Why take Shared Parental Leave?

Shared Parental Leave has the potential to deliver superb benefits for Dads, Mums and Society. It’s time to get properly behind it.

Why take Shared Parental Leave?

Since 2015 it has been possible for parents of new born or adopted children to share up to 50 weeks of leave and up to 37 weeks of pay between you.

This post will explain the benefits of Shared Parental Leave (SPL) and why it has the potential to be a game changer as we move to equal parenting opportunities. Opportunities that will allow Dads to spend much more time with their children.
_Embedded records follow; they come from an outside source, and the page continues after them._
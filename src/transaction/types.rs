/// Transaction types for thorload
use crate::crypto::Address;
use crate::error::LoadError;
use alloy_primitives::{address, U256};
use std::fmt;

/// Maximum clauses a single transaction carries.
pub const MAX_CLAUSES_PER_TX: usize = 100;

/// Built-in energy (VTHO) token contract.
pub const ENERGY_CONTRACT: Address = address!("0000000000000000000000000000456E65726779");

/// `transfer(address,uint256)`
pub const TRANSFER_SELECTOR: [u8; 4] = [0xa9, 0x05, 0x9c, 0xbb];

/// Asset moved by a transfer clause.
#[derive(Debug, Clone, Copy, PartialEq, Eq, Hash, serde::Serialize, serde::Deserialize)]
pub enum AssetKind {
    /// Native coin, carried as the clause value.
    Native,
    /// Fungible energy token, carried as a `transfer` call.
    Token,
}

/// One atomic call inside a transaction.
#[derive(Debug, Clone, PartialEq, Eq)]
pub struct Clause {
    pub to: Address,
    pub value: U256,
    pub data: Vec<u8>,
}

impl Clause {
    pub fn native(to: Address, amount: U256) -> Self {
        Clause {
            to,
            value: amount,
            data: Vec::new(),
        }
    }

    /// ABI-encoded `transfer(recipient, amount)` call on `token`.
    pub fn token_transfer(token: Address, recipient: Address, amount: U256) -> Self {
        let mut data = Vec::with_capacity(4 + 32 + 32);
        data.extend_from_slice(&TRANSFER_SELECTOR);
        data.extend_from_slice(&[0u8; 12]);
        data.extend_from_slice(recipient.as_slice());
        data.extend_from_slice(&amount.to_be_bytes::<32>());
        Clause {
            to: token,
            value: U256::ZERO,
            data,
        }
    }

    /// Inverse of [`Clause::token_transfer`]. `None` when `data` is not a transfer call.
    pub fn decode_token_transfer(&self) -> Option<(Address, U256)> {
        if self.data.len() != 68 || self.data[..4] != TRANSFER_SELECTOR {
            return None;
        }
        // high bytes of the address word must be zero
        if self.data[4..16].iter().any(|b| *b != 0) {
            return None;
        }
        let recipient = Address::from_slice(&self.data[16..36]);
        let amount = U256::from_be_slice(&self.data[36..68]);
        Some((recipient, amount))
    }
}

/// What the funding distributor plans: send `amount` of `asset` to `recipient`.
#[derive(Debug, Clone, PartialEq, Eq)]
pub struct TransferClause {
    pub recipient: Address,
    pub asset: AssetKind,
    pub amount: U256,
}

impl TransferClause {
    pub fn new(recipient: Address, asset: AssetKind, amount: U256) -> Self {
        TransferClause {
            recipient,
            asset,
            amount,
        }
    }

    pub fn to_clause(&self) -> Clause {
        match self.asset {
            AssetKind::Native => Clause::native(self.recipient, self.amount),
            AssetKind::Token => Clause::token_transfer(ENERGY_CONTRACT, self.recipient, self.amount),
        }
    }
}

/// Parse a base-16 amount of base units, with or without `0x`.
pub fn parse_amount(hex_amount: &str) -> Result<U256, LoadError> {
    let digits = hex_amount.trim().trim_start_matches("0x");
    if digits.is_empty() {
        return Err(LoadError::InvalidAmount("amount is empty".to_string()));
    }
    U256::from_str_radix(digits, 16)
        .map_err(|e| LoadError::InvalidAmount(format!("{:?} is not a 256-bit hex amount: {}", hex_amount, e)))
}

#[derive(Debug, Clone, Copy, PartialEq, Eq, Hash)]
pub struct TxId(pub [u8; 32]);

impl fmt::Display for TxId {
    fn fmt(&self, f: &mut fmt::Formatter) -> fmt::Result {
        write!(f, "0x{}", hex::encode(self.0))
    }
}

/// Inclusion result for a submitted transaction.
#[derive(Debug, Clone, PartialEq, Eq)]
pub struct Receipt {
    pub tx_id: TxId,
    pub block_number: u64,
    pub reverted: bool,
}

/// A signed batch of clauses from one origin account.
#[derive(Debug, Clone)]
pub struct SignedTx {
    pub origin: Address,
    pub nonce: u64,
    pub clauses: Vec<Clause>,
    pub signature: Option<Vec<u8>>,
    pub public_key: Option<Vec<u8>>,
}

impl SignedTx {
    pub fn new(origin: Address, nonce: u64, clauses: Vec<Clause>) -> Self {
        SignedTx {
            origin,
            nonce,
            clauses,
            signature: None,
            public_key: None,
        }
    }

    pub fn signable_message(&self) -> Vec<u8> {
        let mut message = Vec::new();
        message.extend_from_slice(b"CLAUSES:");
        message.extend_from_slice(self.origin.as_slice());
        message.extend_from_slice(&self.nonce.to_le_bytes());
        for clause in &self.clauses {
            message.extend_from_slice(clause.to.as_slice());
            message.extend_from_slice(&clause.value.to_be_bytes::<32>());
            message.extend_from_slice(&(clause.data.len() as u32).to_le_bytes());
            message.extend_from_slice(&clause.data);
        }
        message
    }

    pub fn sign(&mut self, signature: Vec<u8>, public_key: Vec<u8>) {
        self.signature = Some(signature);
        self.public_key = Some(public_key);
    }
}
More and more Dads want to spend time with their young children, even at the cost of their own careers. The choices you make before your children are even born will set the scene for the rest of your life.

Shared Parental Leave gives choice to families. Dads and partners don’t have to miss out on their baby’s first step, word or giggle – they can share the childcare, and share the joy.

Business Minister Andrew Griffiths

Challenges and Opportunities

Aviva

The Insurance company Aviva has a policy that offers equal parental leave to men and women working at Aviva - up to 12 months in the UK, including 26 weeks at full pay.

As with all decisions around having children, returning to work, deciding who will looks after your children and for how long. There can challenges, especially with finances.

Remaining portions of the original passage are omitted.